> **Task**
Look below for the line holding "use tracing::debug;" and the line holding "if let Some(name)". Transcribe exactly those lines and all lines between them, nothing more.

Saved entries
────────────────
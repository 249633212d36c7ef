//! Shrimp Yield Server - HTTP prediction service
//!
//! Loads the trained model and feature schema once, then serves
//! `POST /predict` until Ctrl+C.
//!
//! # Usage
//! ```sh
//! ARTIFACT_ROOT=/srv/backend PORT=8000 cargo run --bin server
//! ```
//!
//! # Environment Variables
//! - `ARTIFACT_ROOT`, `MODEL_PATH`, `FEATURES_PATH`, `MODEL_FORMAT` - model artifacts
//! - `SERVER_BIND_ADDRESS`, `PORT` - listen address (default: 0.0.0.0:8000)
//! - `CORS_ALLOWED_ORIGINS`, `CORS_ALLOW_CREDENTIALS` - browser access
//! - `RANGE_VALIDATION_ENABLED` - reject out-of-range inputs with 422 (default: true)
//! - `METRICS_ENABLED` - expose `/metrics` (default: true)

use anyhow::{Context, Result};
use shrimp_yield::config::Config;
use shrimp_yield::domain::validation::RangeValidator;
use shrimp_yield::infrastructure::ArtifactLoader;
use shrimp_yield::infrastructure::observability::Metrics;
use shrimp_yield::interfaces::http::{self, AppState, RouterOptions};
use tracing::{Level, info};
use tracing_subscriber::prelude::*;

#[tokio::main]
async fn main() -> Result<()> {
    // Load environment variables
    dotenvy::dotenv().ok();

    let stdout_layer = tracing_subscriber::fmt::layer().with_target(false).pretty();

    tracing_subscriber::registry()
        .with(tracing_subscriber::EnvFilter::from_default_env().add_directive(Level::INFO.into()))
        .with(stdout_layer)
        .init();

    info!("Shrimp Yield Server {} starting...", env!("CARGO_PKG_VERSION"));

    let config = Config::from_env()?;
    info!(
        "Configuration loaded: Address={}, RangeValidation={}, Origins={:?}",
        config.server.socket_address(),
        config.range_validation_enabled,
        config.server.cors.allowed_origins
    );

    // Fatal on any artifact problem: never serve without a model
    let artifacts =
        ArtifactLoader::load(&config.artifacts).context("Failed to load model artifacts")?;

    let metrics = Metrics::new()?;
    let state = AppState::new(
        artifacts.into_service(),
        RangeValidator::new(config.range_validation_enabled),
        metrics,
    );

    let options = RouterOptions {
        cors: config.server.cors.clone(),
        metrics_enabled: config.observability.metrics_enabled,
    };
    let app = http::router(state, &options)?;

    http::serve(app, &config.server.socket_address()).await?;
    info!("Server stopped.");

    Ok(())
}
pub mod onnx_predictor;
pub mod predictor;
pub mod smartcore_predictor;

pub use onnx_predictor::OnnxPredictor;
pub use predictor::YieldModel;
pub use smartcore_predictor::{ForestRegressor, SmartCorePredictor};
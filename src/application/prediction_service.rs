use crate::application::ml::YieldModel;
use crate::domain::errors::PredictionError;
use crate::domain::ml::{DerivedFeatures, FeatureSchema, FeatureVector, Prediction};
use std::sync::Arc;
use tracing::debug;

/// Turns raw pond inputs into a rounded yield prediction.
///
/// Holds the model and schema loaded at startup; both are read-only, so a
/// single instance is shared by every request handler.
#[derive(Clone)]
pub struct PredictionService {
    model: Arc<dyn YieldModel>,
    schema: Arc<FeatureSchema>,
}

impl PredictionService {
    pub fn new(model: Arc<dyn YieldModel>, schema: Arc<FeatureSchema>) -> Self {
        Self { model, schema }
    }

    pub fn model(&self) -> &dyn YieldModel {
        self.model.as_ref()
    }

    pub fn schema(&self) -> &FeatureSchema {
        &self.schema
    }

    pub fn predict_yield(&self, input: &FeatureVector) -> Result<Prediction, PredictionError> {
        if let Some(name) = input.first_missing() {
            return Err(PredictionError::MissingFeature {
                name: name.to_string(),
            });
        }

        let derived = DerivedFeatures::compute(input)?;
        let row = self.schema.assemble(input, &derived);
        debug!(
            "Assembled feature row: width={} density_x_lowDO={:.4} ammonia_x_nitrite={:.4}",
            row.len(),
            derived.density_x_low_do,
            derived.ammonia_x_nitrite
        );

        let raw = self.model.predict(&row)?;
        let prediction = Prediction::from_raw(raw);
        if !prediction.is_finite() {
            return Err(PredictionError::inference(format!(
                "Model returned non-finite value {}",
                raw
            )));
        }

        Ok(prediction)
    }
}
────────────────
> **Task result**
use tracing::debug;

/// Turns raw pond inputs into a rounded yield prediction.
///
/// Holds the model and schema loaded at startup; both are read-only, so a
/// single instance is shared by every request handler.
#[derive(Clone)]
pub struct PredictionService {
    model: Arc<dyn YieldModel>,
    schema: Arc<FeatureSchema>,
}

impl PredictionService {
    pub fn new(model: Arc<dyn YieldModel>, schema: Arc<FeatureSchema>) -> Self {
        Self { model, schema }
    }

    pub fn model(&self) -> &dyn YieldModel {
        self.model.as_ref()
    }

    pub fn schema(&self) -> &FeatureSchema {
        &self.schema
    }

    pub fn predict_yield(&self, input: &FeatureVector) -> Result<Prediction, PredictionError> {
        if let Some(name) = input.first_missing() {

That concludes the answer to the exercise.